Each line of the entries below that holds "DeliveryOutcome" is needed, copied in full.

── Source material

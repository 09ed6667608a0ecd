//! Mandre: durable task scheduler host
//!
//! Main binary with subcommands:
//! - `run`: Drive the scheduler until interrupted, logging every fired task
//! - `once`, `every`, `cron`: Register a task
//! - `cancel`, `suspend`, `resume`, `purge`: Change an existing task
//! - `list`: Show every stored task
//! - `gc`: Delete expired cancelled and exhausted records

use std::path::PathBuf;
use std::time::Duration;

use chrono::{DateTime, Utc};
use clap::{Args, Parser, Subcommand};
use miette::Result;
use tracing_subscriber::{layer::SubscriberExt, util::SubscriberInitExt};

use mandre_scheduler::SchedulerConfig;

mod commands;

#[derive(Parser)]
#[command(name = "mandre")]
#[command(about = "Durable task scheduler", long_about = None)]
struct Cli {
    /// Directory holding task records
    #[arg(long, global = true, env = "MANDRE_STORE_DIR")]
    store_dir: Option<PathBuf>,

    /// Seconds a single delivery may run before it counts as failed
    #[arg(long, global = true, env = "MANDRE_DELIVERY_TIMEOUT_SECS")]
    delivery_timeout: Option<u64>,

    /// Seconds to keep cancelled and exhausted records (default: forever)
    #[arg(long, global = true, env = "MANDRE_RETENTION_SECS")]
    retention: Option<u64>,

    #[command(subcommand)]
    command: Commands,
}

/// Options shared by every registering subcommand.
#[derive(Args, Debug, Clone)]
struct TaskArgs {
    /// Human-readable label
    name: String,

    /// JSON payload handed to the sink on every fire
    #[arg(long)]
    payload: Option<String>,

    /// Failed deliveries allowed per occurrence
    #[arg(long)]
    max_attempts: Option<u32>,
}

#[derive(Subcommand)]
enum Commands {
    /// Run the scheduler until Ctrl-C.
    ///
    /// Warning: every subcommand except `list` reconciles the store when it
    /// starts. Used against a live `run`, that charges the running process's
    /// in-flight deliveries a failed attempt. Stop `run` first, make the
    /// change, then start it again to pick the change up.
    Run,

    /// Register a task that fires once
    Once {
        #[command(flatten)]
        task: TaskArgs,

        /// Fire at this RFC 3339 instant
        #[arg(long, conflicts_with = "after", required_unless_present = "after")]
        at: Option<DateTime<Utc>>,

        /// Fire this many seconds from now
        #[arg(long)]
        after: Option<u64>,
    },

    /// Register a task that fires every N seconds
    Every {
        #[command(flatten)]
        task: TaskArgs,

        /// Interval in seconds
        #[arg(value_name = "SECONDS")]
        seconds: u64,
    },

    /// Register a task driven by a cron expression
    Cron {
        #[command(flatten)]
        task: TaskArgs,

        /// Five- or six-field cron expression, evaluated in UTC
        #[arg(value_name = "EXPRESSION")]
        expression: String,
    },

    /// Cancel a task
    Cancel { id: String },

    /// Stop a task from firing until resumed
    Suspend { id: String },

    /// Resume a suspended task
    Resume { id: String },

    /// Delete a task record
    Purge { id: String },

    /// List stored tasks
    List {
        /// Print full records as JSON
        #[arg(long)]
        json: bool,
    },

    /// Delete cancelled and exhausted records older than the retention
    Gc,
}

impl Cli {
    fn scheduler_config(&self) -> SchedulerConfig {
        let mut config = SchedulerConfig::default();
        if let Some(secs) = self.delivery_timeout {
            config = config.with_delivery_timeout(Duration::from_secs(secs));
        }
        if let Some(secs) = self.retention {
            config = config.with_retention(Duration::from_secs(secs));
        }
        config
    }

    fn store_dir(&self) -> PathBuf {
        self.store_dir.clone().unwrap_or_else(|| {
            dirs::data_dir()
                .unwrap_or_else(|| PathBuf::from("."))
                .join("mandre")
                .join("tasks")
        })
    }
}

#[tokio::main]
async fn main() -> Result<()> {
    // Initialize tracing
    tracing_subscriber::registry()
        .with(tracing_subscriber::EnvFilter::new(
            std::env::var("RUST_LOG")
                .unwrap_or_else(|_| "mandre=info,mandre_scheduler=info".to_string()),
        ))
        .with(tracing_subscriber::fmt::layer())
        .init();

    let cli = Cli::parse();
    let store_dir = cli.store_dir();
    let config = cli.scheduler_config();

    match cli.command {
        Commands::Run => commands::run(&store_dir, config).await,

        Commands::Once { task, at, after } => {
            let at = match (at, after) {
                (Some(at), _) => at,
                (None, Some(secs)) => commands::from_now(secs)?,
                (None, None) => return Err(miette::miette!("either --at or --after is required")),
            };
            let spec = commands::build_spec(
                mandre_scheduler::TaskSpec::once(task.name.clone(), at),
                &task,
            )?;
            commands::register(&store_dir, config, spec).await
        }

        Commands::Every { task, seconds } => {
            let spec = commands::build_spec(
                mandre_scheduler::TaskSpec::interval(task.name.clone(), seconds),
                &task,
            )?;
            commands::register(&store_dir, config, spec).await
        }

        Commands::Cron { task, expression } => {
            let spec = commands::build_spec(
                mandre_scheduler::TaskSpec::calendar(task.name.clone(), expression),
                &task,
            )?;
            commands::register(&store_dir, config, spec).await
        }

        Commands::Cancel { id } => {
            commands::change(&store_dir, config, commands::Change::Cancel, id.into()).await
        }
        Commands::Suspend { id } => {
            commands::change(&store_dir, config, commands::Change::Suspend, id.into()).await
        }
        Commands::Resume { id } => {
            commands::change(&store_dir, config, commands::Change::Resume, id.into()).await
        }
        Commands::Purge { id } => {
            commands::change(&store_dir, config, commands::Change::Purge, id.into()).await
        }

        Commands::List { json } => commands::list(&store_dir, json).await,

        Commands::Gc => commands::gc(&store_dir, config).await,
    }
}

#[cfg(test)]
mod tests {
    use clap::CommandFactory;

    use super::*;

    #[test]
    fn test_cli_definition_is_valid() {
        Cli::command().debug_assert();
    }

    #[test]
    fn test_run_help_warns_about_live_store() {
        let cmd = Cli::command();
        let run = cmd.find_subcommand("run").unwrap();
        let help = run.get_long_about().unwrap().to_string();
        assert!(help.contains("in-flight deliveries a failed attempt"));
        assert!(help.contains("Stop `run` first"));
    }

    #[test]
    fn test_global_options_build_config() {
        let cli = Cli::try_parse_from([
            "mandre",
            "--store-dir",
            "/tmp/tasks",
            "--delivery-timeout",
            "5",
            "--retention",
            "3600",
            "gc",
        ])
        .unwrap();

        let config = cli.scheduler_config();
        assert_eq!(config.delivery_timeout, Some(Duration::from_secs(5)));
        assert_eq!(config.retention, Some(Duration::from_secs(3600)));
        assert_eq!(cli.store_dir(), PathBuf::from("/tmp/tasks"));
    }

    #[test]
    fn test_once_requires_a_time() {
        assert!(Cli::try_parse_from(["mandre", "once", "ping"]).is_err());
        assert!(
            Cli::try_parse_from(["mandre", "once", "ping", "--after", "5", "--at", "2025-01-01T00:00:00Z"])
                .is_err()
        );

        let cli = Cli::try_parse_from(["mandre", "once", "ping", "--at", "2025-01-01T00:00:00Z"])
            .unwrap();
        match cli.command {
            Commands::Once { task, at, after } => {
                assert_eq!(task.name, "ping");
                assert_eq!(at.map(|at| at.timestamp()), Some(1_735_689_600));
                assert!(after.is_none());
            }
            _ => panic!("expected once"),
        }
    }

    #[test]
    fn test_every_parses_task_options() {
        let cli = Cli::try_parse_from([
            "mandre",
            "every",
            "heartbeat",
            "30",
            "--payload",
            r#"{"chat":42}"#,
            "--max-attempts",
            "5",
        ])
        .unwrap();
        match cli.command {
            Commands::Every { task, seconds } => {
                assert_eq!(seconds, 30);
                assert_eq!(task.max_attempts, Some(5));
                assert_eq!(task.payload.as_deref(), Some(r#"{"chat":42}"#));
            }
            _ => panic!("expected every"),
        }
    }
}
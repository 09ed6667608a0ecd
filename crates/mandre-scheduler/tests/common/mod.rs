//! Shared fixtures for scheduler integration tests.

#![allow(dead_code)]

use std::collections::VecDeque;
use std::sync::{Arc, Mutex};

use async_trait::async_trait;
use chrono::{DateTime, Utc};

use mandre_scheduler::{
    DeliveryOutcome, DispatchSink, ManualClock, MemoryStore, Scheduler, SchedulerConfig, Task,
    TaskId,
};

/// Timestamp `secs` seconds after the epoch.
pub fn t(secs: i64) -> DateTime<Utc> {
    DateTime::from_timestamp(secs, 0).unwrap()
}

/// Sink that replays scripted outcomes (default: success) and records
/// every delivery.
#[derive(Default)]
pub struct ScriptedSink {
    script: Mutex<VecDeque<DeliveryOutcome>>,
    delivered: Mutex<Vec<TaskId>>,
}

impl ScriptedSink {
    pub fn new() -> Arc<Self> {
        Arc::new(Self::default())
    }

    /// Queue outcomes for the next deliveries, in order.
    pub fn push(&self, outcomes: impl IntoIterator<Item = DeliveryOutcome>) {
        self.script.lock().unwrap().extend(outcomes);
    }

    pub fn fail_next(&self, n: usize) {
        self.push((0..n).map(|i| DeliveryOutcome::failure(format!("scripted failure {}", i + 1))));
    }

    pub fn delivered(&self) -> Vec<TaskId> {
        self.delivered.lock().unwrap().clone()
    }

    pub fn delivery_count(&self, id: &TaskId) -> usize {
        self.delivered
            .lock()
            .unwrap()
            .iter()
            .filter(|d| *d == id)
            .count()
    }
}

#[async_trait]
impl DispatchSink for ScriptedSink {
    async fn deliver(&self, task: &Task) -> DeliveryOutcome {
        self.delivered.lock().unwrap().push(task.id.clone());
        self.script
            .lock()
            .unwrap()
            .pop_front()
            .unwrap_or(DeliveryOutcome::Success)
    }
}

/// A scheduler over a memory store and manual clock starting at `start`.
pub struct Harness {
    pub clock: Arc<ManualClock>,
    pub store: Arc<MemoryStore>,
    pub sink: Arc<ScriptedSink>,
    pub scheduler: Arc<Scheduler>,
}

impl Harness {
    pub async fn new(start: i64) -> Self {
        Self::with_config(start, SchedulerConfig::default()).await
    }

    pub async fn with_config(start: i64, config: SchedulerConfig) -> Self {
        let clock = Arc::new(ManualClock::new(t(start)));
        let store = Arc::new(MemoryStore::new());
        let sink = ScriptedSink::new();
        let scheduler = Arc::new(
            Scheduler::open(store.clone(), clock.clone(), sink.clone(), config)
                .await
                .unwrap(),
        );
        Self {
            clock,
            store,
            sink,
            scheduler,
        }
    }

    /// Open a second scheduler over the same store, as after a restart.
    pub async fn restart(&self, config: SchedulerConfig) -> Arc<Scheduler> {
        Arc::new(
            Scheduler::open(
                self.store.clone(),
                self.clock.clone(),
                self.sink.clone(),
                config,
            )
            .await
            .unwrap(),
        )
    }

    /// Set the clock to `secs` and tick at that instant.
    pub async fn tick_at(&self, secs: i64) -> mandre_scheduler::TickReport {
        self.clock.set(t(secs));
        self.scheduler.tick(t(secs)).await
    }
}
//! Error types for the scheduler.

use thiserror::Error;

use crate::TaskId;

/// Errors that can occur in scheduler operations.
#[derive(Debug, Error)]
pub enum SchedulerError {
    /// The recurrence or retry parameters were rejected at registration.
    #[error("invalid schedule: {0}")]
    InvalidSchedule(String),

    /// The durable store could not complete a read or write.
    #[error("storage unavailable: {0}")]
    StorageUnavailable(String),

    /// The durable record was modified concurrently.
    #[error("version conflict on task {id}: expected {expected}, found {found}")]
    Conflict {
        id: TaskId,
        /// Version the write was based on.
        expected: u64,
        /// Version currently held by the store.
        found: u64,
    },

    /// Task not found.
    #[error("task not found: {0}")]
    NotFound(TaskId),

    /// JSON serialization/deserialization failed.
    #[error("JSON error: {0}")]
    Json(#[from] serde_json::Error),
}

impl From<std::io::Error> for SchedulerError {
    fn from(err: std::io::Error) -> Self {
        Self::StorageUnavailable(err.to_string())
    }
}

impl SchedulerError {
    /// Whether this is a version conflict that a reload could resolve.
    pub fn is_conflict(&self) -> bool {
        matches!(self, Self::Conflict { .. })
    }
}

────

Result for this task —
    DeliveryOutcome, DispatchSink, ManualClock, MemoryStore, Scheduler, SchedulerConfig, Task,
    script: Mutex<VecDeque<DeliveryOutcome>>,
    pub fn push(&self, outcomes: impl IntoIterator<Item = DeliveryOutcome>) {
        self.push((0..n).map(|i| DeliveryOutcome::failure(format!("scripted failure {}", i + 1))));
    async fn deliver(&self, task: &Task) -> DeliveryOutcome {
            .unwrap_or(DeliveryOutcome::Success)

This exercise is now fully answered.